BEGIN

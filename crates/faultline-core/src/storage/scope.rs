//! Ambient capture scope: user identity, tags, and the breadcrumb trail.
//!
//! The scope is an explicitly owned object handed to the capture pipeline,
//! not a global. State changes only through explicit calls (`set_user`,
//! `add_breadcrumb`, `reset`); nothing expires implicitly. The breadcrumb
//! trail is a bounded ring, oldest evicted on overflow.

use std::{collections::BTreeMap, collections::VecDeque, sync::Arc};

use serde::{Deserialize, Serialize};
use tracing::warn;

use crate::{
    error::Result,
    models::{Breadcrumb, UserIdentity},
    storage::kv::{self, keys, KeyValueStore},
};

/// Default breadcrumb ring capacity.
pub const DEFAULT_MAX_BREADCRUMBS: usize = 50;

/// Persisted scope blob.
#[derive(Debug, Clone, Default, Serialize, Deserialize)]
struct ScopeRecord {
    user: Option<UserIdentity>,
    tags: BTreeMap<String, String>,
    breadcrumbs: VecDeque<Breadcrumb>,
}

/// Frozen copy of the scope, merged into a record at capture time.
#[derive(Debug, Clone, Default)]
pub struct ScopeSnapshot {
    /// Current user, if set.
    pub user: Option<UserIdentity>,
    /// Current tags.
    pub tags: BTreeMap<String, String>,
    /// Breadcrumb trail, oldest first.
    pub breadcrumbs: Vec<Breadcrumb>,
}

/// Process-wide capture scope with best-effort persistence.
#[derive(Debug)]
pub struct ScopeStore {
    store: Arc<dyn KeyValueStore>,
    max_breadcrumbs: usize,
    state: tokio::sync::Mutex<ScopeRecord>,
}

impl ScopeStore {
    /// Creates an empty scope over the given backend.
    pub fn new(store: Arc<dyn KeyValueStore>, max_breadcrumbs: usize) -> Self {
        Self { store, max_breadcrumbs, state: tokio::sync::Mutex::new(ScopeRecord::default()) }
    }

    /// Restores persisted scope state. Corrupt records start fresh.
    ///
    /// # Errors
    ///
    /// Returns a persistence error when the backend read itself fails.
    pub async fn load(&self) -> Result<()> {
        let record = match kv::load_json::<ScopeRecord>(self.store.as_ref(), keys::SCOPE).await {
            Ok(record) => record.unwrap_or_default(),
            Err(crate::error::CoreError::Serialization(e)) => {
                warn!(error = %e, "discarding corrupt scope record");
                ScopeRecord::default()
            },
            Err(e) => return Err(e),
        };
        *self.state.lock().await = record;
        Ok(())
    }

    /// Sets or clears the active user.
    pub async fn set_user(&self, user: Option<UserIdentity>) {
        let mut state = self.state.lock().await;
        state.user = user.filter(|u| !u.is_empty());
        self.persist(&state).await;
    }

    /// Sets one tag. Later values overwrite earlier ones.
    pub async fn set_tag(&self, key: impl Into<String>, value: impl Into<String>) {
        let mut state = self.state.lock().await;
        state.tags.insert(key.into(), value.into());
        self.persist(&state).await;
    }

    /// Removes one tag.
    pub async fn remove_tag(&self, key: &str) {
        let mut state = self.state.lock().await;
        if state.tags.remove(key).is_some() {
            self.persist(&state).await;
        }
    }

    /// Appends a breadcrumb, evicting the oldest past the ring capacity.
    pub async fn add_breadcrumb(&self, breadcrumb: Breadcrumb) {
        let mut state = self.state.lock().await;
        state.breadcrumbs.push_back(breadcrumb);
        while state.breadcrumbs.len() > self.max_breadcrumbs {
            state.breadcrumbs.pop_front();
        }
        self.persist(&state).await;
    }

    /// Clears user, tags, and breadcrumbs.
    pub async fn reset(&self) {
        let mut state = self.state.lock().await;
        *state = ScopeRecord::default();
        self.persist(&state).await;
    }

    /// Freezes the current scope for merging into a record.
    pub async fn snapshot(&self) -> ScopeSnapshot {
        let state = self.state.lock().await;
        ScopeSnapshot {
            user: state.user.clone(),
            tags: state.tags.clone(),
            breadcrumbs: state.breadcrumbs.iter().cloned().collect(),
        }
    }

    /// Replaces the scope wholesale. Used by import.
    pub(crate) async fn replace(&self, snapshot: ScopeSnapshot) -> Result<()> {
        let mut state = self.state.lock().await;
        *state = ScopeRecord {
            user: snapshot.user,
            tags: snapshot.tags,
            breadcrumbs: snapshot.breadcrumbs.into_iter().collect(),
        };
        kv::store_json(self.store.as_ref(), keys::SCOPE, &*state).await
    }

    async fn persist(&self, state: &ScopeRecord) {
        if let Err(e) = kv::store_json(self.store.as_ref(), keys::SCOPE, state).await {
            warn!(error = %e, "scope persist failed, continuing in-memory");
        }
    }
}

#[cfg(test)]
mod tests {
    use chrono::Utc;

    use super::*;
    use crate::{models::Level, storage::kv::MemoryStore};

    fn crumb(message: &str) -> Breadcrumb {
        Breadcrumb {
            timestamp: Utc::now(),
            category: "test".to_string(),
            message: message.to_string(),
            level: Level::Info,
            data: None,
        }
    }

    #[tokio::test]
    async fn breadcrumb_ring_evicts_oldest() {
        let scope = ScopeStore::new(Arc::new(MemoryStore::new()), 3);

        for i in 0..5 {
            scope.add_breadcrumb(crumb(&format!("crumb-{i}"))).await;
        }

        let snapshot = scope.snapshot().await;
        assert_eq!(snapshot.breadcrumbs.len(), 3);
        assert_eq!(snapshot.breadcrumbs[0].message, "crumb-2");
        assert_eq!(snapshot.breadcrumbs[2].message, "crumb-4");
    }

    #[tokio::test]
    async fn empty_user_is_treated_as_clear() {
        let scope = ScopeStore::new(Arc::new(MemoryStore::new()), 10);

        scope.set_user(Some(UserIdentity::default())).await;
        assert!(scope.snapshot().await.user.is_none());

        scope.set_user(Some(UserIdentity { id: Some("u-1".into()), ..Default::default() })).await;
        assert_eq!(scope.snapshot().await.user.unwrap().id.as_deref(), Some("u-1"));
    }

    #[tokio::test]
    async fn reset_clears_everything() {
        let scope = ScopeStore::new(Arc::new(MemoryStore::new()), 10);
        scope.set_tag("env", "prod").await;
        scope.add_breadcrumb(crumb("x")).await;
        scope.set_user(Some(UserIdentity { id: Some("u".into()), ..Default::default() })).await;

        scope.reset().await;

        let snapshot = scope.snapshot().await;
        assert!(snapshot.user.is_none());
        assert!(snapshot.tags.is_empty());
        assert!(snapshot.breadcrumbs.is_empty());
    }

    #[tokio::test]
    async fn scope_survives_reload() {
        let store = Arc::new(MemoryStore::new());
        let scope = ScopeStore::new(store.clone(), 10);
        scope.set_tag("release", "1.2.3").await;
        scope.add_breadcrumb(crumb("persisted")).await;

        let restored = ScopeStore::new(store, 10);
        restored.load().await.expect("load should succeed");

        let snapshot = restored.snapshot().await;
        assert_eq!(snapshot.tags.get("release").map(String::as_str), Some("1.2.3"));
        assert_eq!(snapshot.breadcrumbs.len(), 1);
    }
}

END
BEGIN

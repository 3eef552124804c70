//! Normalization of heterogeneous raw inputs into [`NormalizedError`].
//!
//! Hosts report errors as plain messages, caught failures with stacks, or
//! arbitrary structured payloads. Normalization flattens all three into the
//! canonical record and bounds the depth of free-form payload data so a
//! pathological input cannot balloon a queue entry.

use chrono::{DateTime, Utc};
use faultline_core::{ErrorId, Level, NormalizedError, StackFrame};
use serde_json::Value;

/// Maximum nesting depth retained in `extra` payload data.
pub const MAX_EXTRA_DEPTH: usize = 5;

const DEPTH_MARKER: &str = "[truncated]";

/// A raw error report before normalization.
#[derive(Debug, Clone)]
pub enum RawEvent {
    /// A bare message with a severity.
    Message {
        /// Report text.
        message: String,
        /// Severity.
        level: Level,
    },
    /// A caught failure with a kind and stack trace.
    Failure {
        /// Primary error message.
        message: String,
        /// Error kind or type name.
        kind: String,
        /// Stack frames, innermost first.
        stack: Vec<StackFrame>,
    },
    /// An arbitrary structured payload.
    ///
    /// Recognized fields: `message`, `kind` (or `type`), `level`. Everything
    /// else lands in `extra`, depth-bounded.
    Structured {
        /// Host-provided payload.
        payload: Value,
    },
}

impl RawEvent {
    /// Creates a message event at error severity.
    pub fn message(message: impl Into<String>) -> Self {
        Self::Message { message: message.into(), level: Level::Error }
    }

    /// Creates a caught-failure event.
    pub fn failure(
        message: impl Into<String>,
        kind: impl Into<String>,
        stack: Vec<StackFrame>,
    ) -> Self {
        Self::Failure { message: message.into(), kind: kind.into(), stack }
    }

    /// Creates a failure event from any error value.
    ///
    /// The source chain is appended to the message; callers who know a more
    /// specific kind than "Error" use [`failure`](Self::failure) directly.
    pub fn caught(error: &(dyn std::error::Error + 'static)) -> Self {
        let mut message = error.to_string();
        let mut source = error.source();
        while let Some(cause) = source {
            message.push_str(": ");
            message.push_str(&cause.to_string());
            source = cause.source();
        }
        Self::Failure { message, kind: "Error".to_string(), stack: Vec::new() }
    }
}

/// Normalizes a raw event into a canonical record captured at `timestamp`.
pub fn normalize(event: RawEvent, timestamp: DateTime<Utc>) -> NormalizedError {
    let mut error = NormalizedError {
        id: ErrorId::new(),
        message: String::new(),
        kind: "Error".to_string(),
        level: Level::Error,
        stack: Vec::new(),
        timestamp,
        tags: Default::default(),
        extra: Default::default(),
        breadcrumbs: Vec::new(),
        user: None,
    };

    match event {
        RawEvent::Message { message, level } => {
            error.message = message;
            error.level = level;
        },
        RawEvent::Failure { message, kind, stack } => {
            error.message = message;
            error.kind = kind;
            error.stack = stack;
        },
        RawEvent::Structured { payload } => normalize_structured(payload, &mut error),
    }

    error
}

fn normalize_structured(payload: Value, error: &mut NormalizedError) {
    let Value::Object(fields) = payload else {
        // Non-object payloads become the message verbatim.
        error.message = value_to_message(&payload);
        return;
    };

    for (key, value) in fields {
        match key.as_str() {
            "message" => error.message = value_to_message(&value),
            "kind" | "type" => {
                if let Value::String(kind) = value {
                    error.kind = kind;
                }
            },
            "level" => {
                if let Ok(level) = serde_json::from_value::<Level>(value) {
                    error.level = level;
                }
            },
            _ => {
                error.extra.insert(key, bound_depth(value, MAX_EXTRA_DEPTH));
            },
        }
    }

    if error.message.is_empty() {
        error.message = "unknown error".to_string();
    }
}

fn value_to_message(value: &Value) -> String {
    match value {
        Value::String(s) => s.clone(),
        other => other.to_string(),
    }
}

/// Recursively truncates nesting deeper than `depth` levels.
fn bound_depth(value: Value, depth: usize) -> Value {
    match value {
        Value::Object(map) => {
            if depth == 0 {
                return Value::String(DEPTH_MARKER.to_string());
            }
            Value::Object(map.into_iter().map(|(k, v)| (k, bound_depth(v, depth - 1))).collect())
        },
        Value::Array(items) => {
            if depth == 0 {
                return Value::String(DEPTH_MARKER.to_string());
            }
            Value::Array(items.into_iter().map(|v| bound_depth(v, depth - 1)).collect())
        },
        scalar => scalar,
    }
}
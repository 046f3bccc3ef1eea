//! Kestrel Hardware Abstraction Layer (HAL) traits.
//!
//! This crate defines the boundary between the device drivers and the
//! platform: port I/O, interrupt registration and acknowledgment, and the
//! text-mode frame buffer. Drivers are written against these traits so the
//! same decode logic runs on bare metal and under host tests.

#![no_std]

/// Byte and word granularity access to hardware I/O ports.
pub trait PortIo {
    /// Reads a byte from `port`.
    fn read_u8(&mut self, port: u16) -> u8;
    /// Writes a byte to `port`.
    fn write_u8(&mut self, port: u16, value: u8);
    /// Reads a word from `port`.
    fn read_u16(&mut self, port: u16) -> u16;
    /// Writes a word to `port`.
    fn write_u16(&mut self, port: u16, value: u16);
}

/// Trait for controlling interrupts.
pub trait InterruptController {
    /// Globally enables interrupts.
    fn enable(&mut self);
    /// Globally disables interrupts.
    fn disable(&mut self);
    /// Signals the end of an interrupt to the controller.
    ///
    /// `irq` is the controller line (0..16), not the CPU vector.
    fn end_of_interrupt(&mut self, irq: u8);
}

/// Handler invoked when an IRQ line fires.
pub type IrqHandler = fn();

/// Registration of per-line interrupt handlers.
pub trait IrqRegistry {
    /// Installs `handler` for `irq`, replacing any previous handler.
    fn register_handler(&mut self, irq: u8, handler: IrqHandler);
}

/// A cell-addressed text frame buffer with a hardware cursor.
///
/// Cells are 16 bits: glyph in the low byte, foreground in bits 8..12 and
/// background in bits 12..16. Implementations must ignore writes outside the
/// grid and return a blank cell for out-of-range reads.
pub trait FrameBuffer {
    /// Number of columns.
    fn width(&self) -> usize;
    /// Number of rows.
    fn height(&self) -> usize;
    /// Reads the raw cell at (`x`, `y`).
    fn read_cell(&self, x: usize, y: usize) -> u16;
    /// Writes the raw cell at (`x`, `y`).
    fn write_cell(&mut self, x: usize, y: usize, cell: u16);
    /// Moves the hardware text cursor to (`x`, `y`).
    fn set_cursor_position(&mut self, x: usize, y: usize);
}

END

WHAT YOU WILL DO —
In the listing above, locate the line with "filename crates/faultline-core/src/storage/scope.rs" and the line with "breadcrumb ring capacity.", then extract exactly those lines and every line between them, and nothing more.

EXERCISE RESPONSE —
filename crates/faultline-core/src/storage/scope.rs
//! Ambient capture scope: user identity, tags, and the breadcrumb trail.
//!
//! The scope is an explicitly owned object handed to the capture pipeline,
//! not a global. State changes only through explicit calls (`set_user`,
//! `add_breadcrumb`, `reset`); nothing expires implicitly. The breadcrumb
//! trail is a bounded ring, oldest evicted on overflow.

use std::{collections::BTreeMap, collections::VecDeque, sync::Arc};

use serde::{Deserialize, Serialize};
use tracing::warn;

use crate::{
    error::Result,
    models::{Breadcrumb, UserIdentity},
    storage::kv::{self, keys, KeyValueStore},
};

/// Default breadcrumb ring capacity.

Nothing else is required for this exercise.